II. Exclusion of Evidence Concerning Reluctance to Sign Releases
[¶17] Orshonsky sought to elicit testimony from Mother that she refused to sign medical releases during discovery. During the offer of proof, the following colloquy took place:
[Defense Counsel:] . . . And do you remember me asking you to also sign a HIPAA release, or healthcare records releases?
[Mother:] Yes.
[Defense Counsel:] You refused to do that -
[Mother:] Yes.
[Defense Counsel:] -- at that time?
[Mother:] At that time -
[Defense Counsel:] Okay.
[Mother:] -- because I'm a nurse, and I understand fully, I didn't want to release all of our medical records, which was what that asked.
....
[Defense Counsel:] All right. One of the things in your counseling record is this issue of the biblical divorce.
[Mother:] Correct.
[Defense Counsel:] Is that one of the issues you did not want revealed?
[Mother:] No, not at all. There is nothing in any of those records that I would not want revealed.
[Defense Counsel:] Then what was your concern?
[Mother:] I needed to think on it. As I said, as a nurse, I understand HIPAA records. And the wording of that first release pretty much gave full release to any and all of our medical and counseling and mental health records.
....
THE COURT: Okay. Then your -- your point here is that you think that this is important information to put in front of the jury here and -- or -
[Defense Counsel]: For impeachment purposes, Judge. The fact that she's resisting the disclosure of the records, . . . and then I
find the words biblical divorce, which is very important as it relates to impeachment and motivation.
THE COURT: Okay. She has not denied the fact that she talked about a biblical divorce. I don't know how --somehow resisting the -- delivering these medical records may impeach her in that regard[]. And she's [sic] not denied making that statement.
[Defense Counsel]: Judge, the statement doesn't mean anything. The fact that she resisted is the impeachment. Clearly, a reasonable jury could infer -
THE COURT: But ultimately -
[Defense Counsel]: -- that she was hiding the -
THE COURT: -- those records were produced, correct?
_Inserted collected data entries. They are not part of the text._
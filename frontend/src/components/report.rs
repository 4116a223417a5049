//! 报告上传与 AI 分析

use crate::components::icons::{self, Icon};
use crate::session::use_session;
use crate::web::{dialog, file};
use leptos::prelude::*;
use leptos::task::spawn_local;
use leptos::web_sys::HtmlInputElement;
use robtor::shared::{ReportAnalysis, TestResult};
use tracing::{info, warn};

fn status_class(result: &TestResult) -> &'static str {
    match result.status.to_ascii_lowercase().as_str() {
        "normal" => "bg-green-100 text-green-700",
        "high" | "low" | "abnormal" => "bg-red-100 text-red-700",
        _ => "bg-yellow-100 text-yellow-700",
    }
}

#[component]
pub fn ReportPage() -> impl IntoView {
    let ctx = use_session();
    let analysis = RwSignal::new(Option::<ReportAnalysis>::None);
    let (analyzing, set_analyzing) = signal(false);
    let (file_name, set_file_name) = signal(Option::<String>::None);

    let on_select = move |ev: leptos::web_sys::Event| {
        let input = event_target::<HtmlInputElement>(&ev);
        let client = ctx.client();
        let assistant = ctx.assistant();

        spawn_local(async move {
            let upload = match file::read_selected(&input).await {
                Ok(Some(upload)) => upload,
                Ok(None) => return,
                Err(e) => {
                    dialog::alert(&format!("Failed to analyze report: {}", e.user_message()));
                    return;
                }
            };

            set_file_name.set(Some(upload.name.clone()));
            set_analyzing.set(true);
            match client.reports().analyze_and_store(&upload, &*assistant).await {
                Ok(result) => {
                    info!(score = result.health_score, "report analyzed");
                    analysis.set(Some(result));
                }
                Err(e) => {
                    warn!(error = %e, "report analysis failed");
                    dialog::alert(&format!("Failed to analyze report: {}", e.user_message()));
                }
            }
            set_analyzing.set(false);
            input.set_value("");
        });
    };

    let on_reset = move |_| {
        analysis.set(None);
        set_file_name.set(None);
    };

    view! {
        <div class="min-h-screen bg-gradient-to-br from-green-50 via-emerald-50 to-teal-50 p-6 pb-24">
            <h1 class="text-3xl font-bold mb-2">"Medical Reports"</h1>
            <p class="text-gray-600 mb-6">"Upload a lab report and get an instant AI analysis"</p>

            {move || match analysis.get() {
                None => view! {
                    <label class="block bg-white rounded-3xl p-10 shadow border-2 border-dashed border-green-300 text-center cursor-pointer">
                        <div class="flex justify-center mb-4">
                            <Icon path=icons::UPLOAD class="w-12 h-12 text-green-600" />
                        </div>
                        <p class="font-semibold">
                            {move || {
                                if analyzing.get() {
                                    format!("Analyzing {}...", file_name.get().unwrap_or_default())
                                } else {
                                    "Tap to upload a report".to_string()
                                }
                            }}
                        </p>
                        <p class="text-sm text-gray-500">"PDF, JPG or PNG"</p>
                        <input
                            type="file"
                            class="hidden"
                            accept=".pdf,.jpg,.jpeg,.png"
                            disabled=move || analyzing.get()
                            on:change=on_select
                        />
                    </label>
                }
                .into_any(),
                Some(result) => analysis_view(result).into_any(),
            }}

            <Show when=move || analysis.with(Option::is_some)>
                <button class="mt-6 w-full py-3 rounded-xl bg-green-600 text-white" on:click=on_reset>
                    "Analyze Another Report"
                </button>
            </Show>
        </div>
    }
}

fn analysis_view(result: ReportAnalysis) -> impl IntoView {
    if !result.is_valid_report() {
        return view! {
            <div class="bg-yellow-50 border border-yellow-200 rounded-2xl p-6 flex gap-3">
                <Icon path=icons::ALERT class="w-6 h-6 text-yellow-600" />
                <p>{result.summary}</p>
            </div>
        }
        .into_any();
    }

    let abnormal = result.abnormal_results().count();
    let ReportAnalysis {
        health_score,
        summary,
        results,
        recommendations,
        diet_plan,
        fitness_plan,
    } = result;

    view! {
        <div class="space-y-6">
            <div class="bg-gradient-to-r from-green-500 to-emerald-600 text-white rounded-3xl p-6 shadow-lg">
                <p class="text-sm opacity-80">"Health Score"</p>
                <p class="text-5xl font-bold">{format!("{:.0}", health_score)}</p>
                <p class="mt-2">{summary}</p>
                <p class="text-sm mt-2 opacity-80">{format!("{} result(s) need attention", abnormal)}</p>
            </div>

            <div class="bg-white rounded-2xl p-6 shadow">
                <h3 class="font-bold mb-4">"Test Results"</h3>
                <div class="space-y-3">
                    {results
                        .into_iter()
                        .map(|r| {
                            let badge = format!("px-2 py-1 rounded-full text-xs font-semibold {}", status_class(&r));
                            view! {
                                <div class="border rounded-xl p-4">
                                    <div class="flex justify-between items-center">
                                        <p class="font-semibold">{r.test_name}</p>
                                        <span class=badge>{r.status}</span>
                                    </div>
                                    <p class="text-lg">{r.value}</p>
                                    <p class="text-xs text-gray-500">{format!("Normal range: {}", r.normal_range)}</p>
                                    <p class="text-sm text-gray-600 mt-1">{r.interpretation}</p>
                                </div>
                            }
                        })
                        .collect_view()}
                </div>
            </div>

            <div class="bg-white rounded-2xl p-6 shadow">
                <h3 class="font-bold mb-3">"Recommendations"</h3>
                <ul class="space-y-2">
                    {recommendations
                        .into_iter()
                        .map(|rec| view! { <li class="flex gap-2"><Icon path=icons::CHECK class="w-5 h-5 text-green-600" />{rec}</li> })
                        .collect_view()}
                </ul>
            </div>

            {diet_plan.map(|diet| view! {
                <div class="bg-white rounded-2xl p-6 shadow">
                    <h3 class="font-bold mb-3">"Diet Plan"</h3>
                    <p><b>"Breakfast: "</b>{diet.breakfast}</p>
                    <p><b>"Lunch: "</b>{diet.lunch}</p>
                    <p><b>"Dinner: "</b>{diet.dinner}</p>
                    <p class="mt-3 font-semibold">"Snacks"</p>
                    <ul class="list-disc ml-5">{diet.snacks.into_iter().map(|s| view! { <li>{s}</li> }).collect_view()}</ul>
                    <p class="mt-3 font-semibold text-red-600">"Avoid"</p>
                    <ul class="list-disc ml-5">{diet.avoid.into_iter().map(|s| view! { <li>{s}</li> }).collect_view()}</ul>
                </div>
            })}

            {fitness_plan.map(|plan| view! {
                <div class="bg-white rounded-2xl p-6 shadow">
                    <h3 class="font-bold">{plan.routine_name}</h3>
                    <p class="text-sm text-gray-500 mb-3">{plan.weekly_goal}</p>
                    <div class="space-y-2">
                        {plan
                            .exercises
                            .into_iter()
                            .map(|ex| view! {
                                <div class="border rounded-xl p-3">
                                    <p class="font-semibold">{ex.name}</p>
                                    <p class="text-sm text-gray-600">{format!("{} · {}", ex.duration, ex.intensity)}</p>
                                    <p class="text-sm">{ex.benefit}</p>
                                </div>
                            })
                            .collect_view()}
                    </div>
                </div>
            })}
        </div>
    }
    .into_any()
}
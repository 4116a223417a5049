//! 紧急呼叫：公共急救号码与个人紧急联系人

use crate::components::icons::{self, Icon};
use crate::session::use_session;
use crate::web::dialog;
use leptos::prelude::*;
use leptos::task::spawn_local;
use robtor::shared::chrono::Utc;
use robtor::shared::{ContactBook, EmergencyContact};
use tracing::{info, warn};

const GOVERNMENT_NUMBERS: [(&str, &str); 4] = [
    ("Emergency Services", "911"),
    ("Police", "100"),
    ("Fire Department", "101"),
    ("Medical Emergency", "102"),
];

const RELATIONS: [&str; 6] = ["Spouse", "Parent", "Sibling", "Child", "Friend", "Other"];

/// 表单状态：新增或编辑某个 id
#[derive(Debug, Clone, PartialEq)]
enum FormMode {
    Hidden,
    Adding,
    Editing(String),
}

#[component]
pub fn EmergencyPage() -> impl IntoView {
    let ctx = use_session();
    let book = RwSignal::new(ContactBook::default());
    let mode = RwSignal::new(FormMode::Hidden);
    let draft = RwSignal::new(EmergencyContact::default());

    let client = ctx.client();
    spawn_local(async move {
        match client.profiles().get_profile().await {
            Ok(record) => {
                let contacts = record.map(|r| r.emergency_contacts()).unwrap_or_default();
                info!(count = contacts.len(), "emergency contacts loaded");
                book.set(ContactBook::new(contacts));
            }
            Err(e) => warn!(error = %e, "loading emergency contacts failed"),
        }
    });

    let persist = move || {
        let contacts = book.with_untracked(|b| b.contacts().to_vec());
        let client = ctx.client();
        spawn_local(async move {
            if let Err(e) = client.profiles().save_emergency_contacts(&contacts).await {
                warn!(error = %e, "saving emergency contacts failed");
                dialog::alert("Failed to save contacts. Please try again.");
            }
        });
    };

    let open_form = move |next: FormMode| {
        let initial = match &next {
            FormMode::Editing(id) => book.with_untracked(|b| b.find(id).cloned()).unwrap_or_default(),
            _ => EmergencyContact::default(),
        };
        draft.set(initial);
        mode.set(next);
    };

    let on_submit = move |ev: leptos::web_sys::SubmitEvent| {
        ev.prevent_default();
        let contact = draft.get_untracked();
        let changed = match mode.get_untracked() {
            FormMode::Adding => {
                let id = Utc::now().timestamp_millis().to_string();
                book.try_update(|b| b.add(id, &contact)).unwrap_or(false)
            }
            FormMode::Editing(id) => book.try_update(|b| b.update(&id, &contact)).unwrap_or(false),
            FormMode::Hidden => false,
        };
        if !changed {
            dialog::alert("Please fill in all fields.");
            return;
        }
        mode.set(FormMode::Hidden);
        persist();
    };

    let on_delete = move |id: String| {
        if !dialog::confirm("Are you sure you want to delete this contact?") {
            return;
        }
        if book.try_update(|b| b.remove(&id)).unwrap_or(false) {
            persist();
        }
    };

    let draft_input = move |label: &'static str,
                            kind: &'static str,
                            get: fn(&EmergencyContact) -> &String,
                            set: fn(&mut EmergencyContact, String)| {
        view! {
            <div>
                <label class="block text-sm font-semibold mb-1">{label}</label>
                <input
                    type=kind
                    class="w-full px-4 py-2 border-2 rounded-xl"
                    prop:value=move || draft.with(|d| get(d).clone())
                    on:input=move |ev| {
                        let value = event_target_value(&ev);
                        draft.update(|d| set(d, value));
                    }
                />
            </div>
        }
    };

    view! {
        <div class="min-h-screen bg-gradient-to-br from-red-50 via-pink-50 to-rose-50 p-6 pb-24">
            <h1 class="text-3xl font-bold text-red-700 mb-2">"Emergency"</h1>
            <p class="text-gray-600 mb-6">"Get help fast. Tap a number to call."</p>

            <div class="grid grid-cols-2 gap-4 mb-8">
                {GOVERNMENT_NUMBERS
                    .iter()
                    .map(|(label, number)| {
                        let (label, number) = (*label, *number);
                        view! {
                            <button
                                class="bg-gradient-to-br from-red-500 to-pink-600 text-white rounded-2xl p-4 shadow-lg text-left"
                                on:click=move |_| dialog::dial(number)
                            >
                                <Icon path=icons::PHONE class="w-6 h-6 mb-2" />
                                <p class="font-semibold">{label}</p>
                                <p class="text-2xl font-bold">{number}</p>
                            </button>
                        }
                    })
                    .collect_view()}
            </div>

            <div class="flex items-center justify-between mb-4">
                <h2 class="text-xl font-bold">"Personal Contacts"</h2>
                <button
                    class="px-4 py-2 rounded-xl bg-red-600 text-white"
                    on:click=move |_| open_form(FormMode::Adding)
                >
                    "+ Add"
                </button>
            </div>

            <Show when=move || mode.with(|m| *m != FormMode::Hidden)>
                <form class="bg-white rounded-2xl p-4 shadow mb-4 space-y-3" on:submit=on_submit>
                    {draft_input("Name", "text", |d| &d.name, |d, v| d.name = v)}
                    {draft_input("Phone", "tel", |d| &d.phone, |d, v| d.phone = v)}
                    <div>
                        <label class="block text-sm font-semibold mb-1">"Relation"</label>
                        <select
                            class="w-full px-4 py-2 border-2 rounded-xl"
                            prop:value=move || draft.with(|d| d.relation.clone())
                            on:change=move |ev| {
                                let value = event_target_value(&ev);
                                draft.update(|d| d.relation = value);
                            }
                        >
                            <option value="">"Select relation"</option>
                            {RELATIONS.iter().map(|r| view! { <option value=*r>{*r}</option> }).collect_view()}
                        </select>
                    </div>
                    <div class="flex gap-2">
                        <button type="submit" class="flex-1 py-2 rounded-xl bg-green-600 text-white">
                            {move || if matches!(mode.get(), FormMode::Editing(_)) { "Update" } else { "Save" }}
                        </button>
                        <button
                            type="button"
                            class="flex-1 py-2 rounded-xl bg-gray-100"
                            on:click=move |_| mode.set(FormMode::Hidden)
                        >
                            "Cancel"
                        </button>
                    </div>
                </form>
            </Show>

            <Show
                when=move || book.with(|b| !b.contacts().is_empty())
                fallback=|| view! { <p class="text-gray-500">"No personal contacts yet."</p> }
            >
                <div class="space-y-3">
                    {move || {
                        book.with(|b| b.contacts().to_vec())
                            .into_iter()
                            .map(|contact| {
                                let id = contact.id.clone().unwrap_or_default();
                                let edit_id = id.clone();
                                let phone = contact.phone.clone();
                                view! {
                                    <div class="bg-white rounded-2xl p-4 shadow flex items-center justify-between">
                                        <div>
                                            <p class="font-semibold">{contact.name}</p>
                                            <p class="text-sm text-gray-500">{format!("{} · {}", contact.relation, contact.phone)}</p>
                                        </div>
                                        <div class="flex gap-2">
                                            <button class="p-2 rounded-full bg-green-100 text-green-700" on:click=move |_| dialog::dial(&phone)>
                                                <Icon path=icons::PHONE class="w-5 h-5" />
                                            </button>
                                            <button
                                                class="p-2 rounded-full bg-gray-100"
                                                on:click=move |_| open_form(FormMode::Editing(edit_id.clone()))
                                            >
                                                <Icon path=icons::PENCIL class="w-5 h-5" />
                                            </button>
                                            <button class="p-2 rounded-full bg-red-100 text-red-600" on:click=move |_| on_delete(id.clone())>
                                                <Icon path=icons::TRASH class="w-5 h-5" />
                                            </button>
                                        </div>
                                    </div>
                                }
                            })
                            .collect_view()
                    }}
                </div>
            </Show>

            <p class="text-xs text-gray-500 mt-8">
                "Emergency numbers connect you to real responders. Use them only for genuine emergencies."
            </p>
        </div>
    }
}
[Defense Counsel]: It doesn't put the fight itself, Judge, that a reasonable jury could infer that she was hiding it because of the word biblical divorce.
....
[The State responds stating that it is inappropriate for the evidence to be presented to the jury since Mother ultimately signed the releases forty days after the deposition]
THE COURT: It's a red herring, and it's going to get the jury off of the -- particularly the main issues in this case. And the Court finds that her initial reluctance --if it was reluctance -- was reasonable. As any parent might be reluctant to just give a
blanket release of medical information of either themselves or their children without having some time to think about it.
....
THE COURT: . . . we're not going to allow the jury to infer that there was something nefarious in the production of those records . . . for some 40-day period in time, in producing the recordsTr. Vol. 3 pp. 198-203.
[¶18] Orshonsky claims that the evidence was relevant because it "suggests that [Mother] did not want defense counsel to discover her belief about the importance of a 'biblical divorce' and supports the defense theory that the issue motivated [Mother] to encourage the [C]hildren to claim that [Orshonsky] abused them." Appellant's Br. p. 34.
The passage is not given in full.